→ **DATA RECORDS**
================

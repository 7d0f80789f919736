use std::sync::Arc;

use axum::{
    extract::{Request, State},
    http::StatusCode,
    middleware::{self, Next},
    response::{IntoResponse, Response},
    routing::{get, post},
    Json, Router,
};
use serde::Deserialize;
use serde_json::{json, Value};
use tracing::{error, info, warn};

use labbot_core::{
    domain::{ChatId, Reply},
    errors::Error,
    pipeline::GraphInput,
    security::{ApiKeyGuard, AuthFailure},
    service::ConversationService,
    utils::truncate_text,
};
use labbot_telegram::{message_from_update, TelegramHandler};

const API_KEY_HEADER: &str = "x-api-key";
const TELEGRAM_SECRET_HEADER: &str = "x-telegram-bot-api-secret-token";
const WEBHOOK_PATH: &str = "/telegram/webhook";

#[derive(Clone)]
pub struct AppState {
    pub service: ConversationService,
    pub telegram: Option<Arc<TelegramHandler>>,
    pub guard: ApiKeyGuard,
}

#[derive(Debug)]
pub struct AppError {
    pub status: StatusCode,
    pub message: String,
}

impl AppError {
    pub fn new(status: StatusCode, message: impl Into<String>) -> Self {
        Self {
            status,
            message: message.into(),
        }
    }

    pub fn bad_request(message: impl Into<String>) -> Self {
        Self::new(StatusCode::BAD_REQUEST, message)
    }

    pub fn forbidden(message: impl Into<String>) -> Self {
        Self::new(StatusCode::FORBIDDEN, message)
    }
}

impl IntoResponse for AppError {
    fn into_response(self) -> Response {
        (self.status, Json(json!({ "detail": self.message }))).into_response()
    }
}

impl From<Error> for AppError {
    fn from(err: Error) -> Self {
        match err {
            Error::InvalidInput(msg) => Self::bad_request(msg),
            Error::NotFound(msg) => Self::new(StatusCode::NOT_FOUND, msg),
            Error::Security(msg) => Self::forbidden(msg),
            other => {
                error!(error = %other, "internal error");
                Self::new(StatusCode::INTERNAL_SERVER_ERROR, "Internal server error")
            }
        }
    }
}

pub type AppResult<T> = Result<T, AppError>;

pub fn router(state: AppState) -> Router {
    let protected = Router::new()
        .route("/bot/chat", post(chat))
        .route("/bot/reset", post(reset))
        .route(WEBHOOK_PATH, post(telegram_webhook))
        .route_layer(middleware::from_fn_with_state(
            state.clone(),
            require_api_key,
        ));

    Router::new()
        .route("/health", get(health))
        .merge(protected)
        .with_state(state)
}

/// `X-Api-Key` everywhere; the webhook also accepts Telegram's secret token header.
async fn require_api_key(
    State(state): State<AppState>,
    req: Request,
    next: Next,
) -> AppResult<Response> {
    let verdict = {
        let headers = req.headers();
        let api_key = headers.get(API_KEY_HEADER).and_then(|v| v.to_str().ok());
        let telegram_secret = (req.uri().path() == WEBHOOK_PATH)
            .then(|| headers.get(TELEGRAM_SECRET_HEADER))
            .flatten()
            .and_then(|v| v.to_str().ok());
        state.guard.check(&[api_key, telegram_secret])
    };

    match verdict {
        Ok(()) => Ok(next.run(req).await),
        Err(AuthFailure::Missing) => {
            warn!(path = %req.uri().path(), "request without api key");
            Err(AppError::bad_request(
                "Header X-Api-Key is missing for API Key validation",
            ))
        }
        Err(AuthFailure::Invalid) => {
            warn!(path = %req.uri().path(), "request with invalid api key");
            Err(AppError::forbidden("Error: Invalid API Key"))
        }
    }
}

async fn health() -> Json<Value> {
    Json(json!({ "success": true }))
}

#[derive(Debug, Deserialize)]
struct ChatBody {
    chat_id: i64,
    chat_input: String,
}

#[derive(Debug, Deserialize)]
struct ResetBody {
    chat_id: i64,
}

async fn chat(State(state): State<AppState>, Json(body): Json<ChatBody>) -> Json<Vec<Reply>> {
    info!(
        chat_id = body.chat_id,
        input = %truncate_text(&body.chat_input, 200),
        "chat request"
    );
    let input = GraphInput::new(ChatId(body.chat_id), body.chat_input);
    Json(state.service.respond(input).await)
}

async fn reset(
    State(state): State<AppState>,
    Json(body): Json<ResetBody>,
) -> AppResult<Json<Vec<Reply>>> {
    info!(chat_id = body.chat_id, "reset request");
    let replies = state.service.reset(ChatId(body.chat_id)).await?;
    Ok(Json(replies))
}

async fn telegram_webhook(
    State(state): State<AppState>,
    Json(raw): Json<Value>,
) -> AppResult<Json<Value>> {
    let Some(msg) = message_from_update(raw) else {
        warn!("webhook update without chat information");
        return Err(AppError::bad_request("Chat information is required."));
    };
    let Some(handler) = state.telegram.clone() else {
        return Err(AppError::new(
            StatusCode::SERVICE_UNAVAILABLE,
            "Telegram is not configured",
        ));
    };

    info!(chat_id = msg.chat.id.0, "webhook update received");
    tokio::spawn(async move {
        handler.handle_message(&msg).await;
    });
    Ok(Json(json!({ "status": "Ok" })))
}

#[cfg(test)]
mod tests {
    use super::*;
    use async_trait::async_trait;
    use axum::{body::Body, http::Request};
    use labbot_core::{
        config::SecurityMode,
        memory::InMemoryCheckpointer,
        model::ChatMessage,
        pipeline::{Graph, GraphState, InputDigest, Node},
        Result,
    };
    use tower::ServiceExt;

    struct Shout;

    #[async_trait]
    impl Node for Shout {
        fn name(&self) -> &'static str {
            "shout"
        }

        async fn run(&self, mut state: GraphState) -> Result<GraphState> {
            let answer = state.chat_input.to_uppercase();
            state
                .messages_history
                .push(ChatMessage::assistant(answer.clone()));
            state.formatted_output = vec![Reply::text(answer)];
            Ok(state)
        }
    }

    fn app() -> Router {
        let graph = Graph::new(Arc::new(InMemoryCheckpointer::new()))
            .then(Arc::new(InputDigest::new(10)))
            .then(Arc::new(Shout));
        router(AppState {
            service: ConversationService::new(Arc::new(graph)),
            telegram: None,
            guard: ApiKeyGuard::new(SecurityMode::ApiKey, Some("s3cret")).unwrap(),
        })
    }

    fn post_json(uri: &str, headers: &[(&str, &str)], body: Value) -> Request<Body> {
        let mut builder = Request::builder()
            .method("POST")
            .uri(uri)
            .header("content-type", "application/json");
        for (k, v) in headers {
            builder = builder.header(*k, *v);
        }
        builder.body(Body::from(body.to_string())).unwrap()
    }

    async fn body_json(resp: Response) -> Value {
        let bytes = axum::body::to_bytes(resp.into_body(), usize::MAX)
            .await
            .unwrap();
        serde_json::from_slice(&bytes).unwrap()
    }

    #[tokio::test]
    async fn health_is_public() {
        let resp = app()
            .oneshot(Request::builder().uri("/health").body(Body::empty()).unwrap())
            .await
            .unwrap();
        assert_eq!(resp.status(), StatusCode::OK);
        assert_eq!(body_json(resp).await, json!({"success": true}));
    }

    #[tokio::test]
    async fn missing_key_is_400_and_wrong_key_403() {
        let body = json!({"chat_id": 1, "chat_input": "oi"});
        let resp = app()
            .oneshot(post_json("/bot/chat", &[], body.clone()))
            .await
            .unwrap();
        assert_eq!(resp.status(), StatusCode::BAD_REQUEST);

        let resp = app()
            .oneshot(post_json("/bot/chat", &[("X-Api-Key", "nope")], body))
            .await
            .unwrap();
        assert_eq!(resp.status(), StatusCode::FORBIDDEN);
        assert_eq!(body_json(resp).await, json!({"detail": "Error: Invalid API Key"}));
    }

    #[tokio::test]
    async fn chat_returns_replies() {
        let resp = app()
            .oneshot(post_json(
                "/bot/chat",
                &[("X-Api-Key", "s3cret")],
                json!({"chat_id": 5, "chat_input": "oi"}),
            ))
            .await
            .unwrap();
        assert_eq!(resp.status(), StatusCode::OK);
        assert_eq!(body_json(resp).await, json!([{"output": "OI"}]));
    }

    #[tokio::test]
    async fn reset_confirms() {
        let resp = app()
            .oneshot(post_json(
                "/bot/reset",
                &[("X-Api-Key", "s3cret")],
                json!({"chat_id": 5}),
            ))
            .await
            .unwrap();
        assert_eq!(resp.status(), StatusCode::OK);
        assert_eq!(
            body_json(resp).await,
            json!([{"output": "Conversa reiniciada!"}])
        );
    }

    #[tokio::test]
    async fn webhook_accepts_telegram_secret_and_rejects_bare_updates() {
        let resp = app()
            .oneshot(post_json(
                "/telegram/webhook",
                &[("X-Telegram-Bot-Api-Secret-Token", "s3cret")],
                json!({"update_id": 1}),
            ))
            .await
            .unwrap();
        assert_eq!(resp.status(), StatusCode::BAD_REQUEST);
        assert_eq!(
            body_json(resp).await,
            json!({"detail": "Chat information is required."})
        );
    }

    #[tokio::test]
    async fn telegram_secret_is_not_accepted_elsewhere() {
        let resp = app()
            .oneshot(post_json(
                "/bot/reset",
                &[("X-Telegram-Bot-Api-Secret-Token", "s3cret")],
                json!({"chat_id": 5}),
            ))
            .await
            .unwrap();
        assert_eq!(resp.status(), StatusCode::BAD_REQUEST);
    }

    #[tokio::test]
    async fn webhook_without_telegram_is_unavailable() {
        let update = json!({
            "update_id": 2,
            "message": {
                "message_id": 1,
                "date": 1_726_000_000,
                "chat": {"id": 42, "type": "private", "first_name": "Ana"},
                "text": "oi"
            }
        });
        let resp = app()
            .oneshot(post_json("/telegram/webhook", &[("X-Api-Key", "s3cret")], update))
            .await
            .unwrap();
        assert_eq!(resp.status(), StatusCode::SERVICE_UNAVAILABLE);
    }
}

================

Count the lines of the material above that contain "Value"; your reply is that number and no more.

→ **TASK OUTPUT**
6